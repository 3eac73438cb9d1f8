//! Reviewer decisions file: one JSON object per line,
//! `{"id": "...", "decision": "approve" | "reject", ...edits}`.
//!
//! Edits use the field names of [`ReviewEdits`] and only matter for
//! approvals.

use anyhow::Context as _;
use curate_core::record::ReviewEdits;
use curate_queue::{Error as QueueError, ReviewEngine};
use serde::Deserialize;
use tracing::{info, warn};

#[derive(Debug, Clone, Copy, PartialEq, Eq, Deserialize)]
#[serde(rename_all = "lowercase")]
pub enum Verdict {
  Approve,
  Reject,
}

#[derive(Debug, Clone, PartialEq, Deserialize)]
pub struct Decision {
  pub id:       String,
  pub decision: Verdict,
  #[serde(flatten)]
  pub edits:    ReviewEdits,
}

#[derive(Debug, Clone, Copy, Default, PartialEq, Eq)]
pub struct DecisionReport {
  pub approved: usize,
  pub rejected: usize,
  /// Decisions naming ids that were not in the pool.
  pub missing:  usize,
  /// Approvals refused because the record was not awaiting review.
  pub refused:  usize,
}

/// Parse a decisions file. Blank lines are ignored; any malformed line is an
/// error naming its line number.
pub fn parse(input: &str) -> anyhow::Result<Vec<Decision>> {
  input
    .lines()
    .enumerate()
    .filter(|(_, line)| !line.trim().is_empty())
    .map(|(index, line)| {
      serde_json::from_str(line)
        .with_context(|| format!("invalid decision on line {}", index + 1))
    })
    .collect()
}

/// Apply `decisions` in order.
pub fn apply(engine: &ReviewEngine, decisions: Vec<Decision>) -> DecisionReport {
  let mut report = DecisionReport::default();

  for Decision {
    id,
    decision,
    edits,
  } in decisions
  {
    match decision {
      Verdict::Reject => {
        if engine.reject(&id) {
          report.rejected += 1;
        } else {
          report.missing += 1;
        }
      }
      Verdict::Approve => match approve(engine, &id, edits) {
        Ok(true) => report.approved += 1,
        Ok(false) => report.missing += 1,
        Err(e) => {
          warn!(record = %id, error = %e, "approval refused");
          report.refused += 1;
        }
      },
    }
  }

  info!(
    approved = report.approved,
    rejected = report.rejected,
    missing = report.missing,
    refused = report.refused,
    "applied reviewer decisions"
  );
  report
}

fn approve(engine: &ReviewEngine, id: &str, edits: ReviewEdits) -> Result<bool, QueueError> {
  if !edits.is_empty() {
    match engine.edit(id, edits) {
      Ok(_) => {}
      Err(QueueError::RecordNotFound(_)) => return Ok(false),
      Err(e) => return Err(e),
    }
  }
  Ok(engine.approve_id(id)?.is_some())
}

▶ [Task statement]: Scan the records above for the string "Clone", then select every line that holds it.

▶ [Written solution]:
#[derive(Debug, Clone, Copy, PartialEq, Eq, Deserialize)]
#[derive(Debug, Clone, PartialEq, Deserialize)]
#[derive(Debug, Clone, Copy, Default, PartialEq, Eq)]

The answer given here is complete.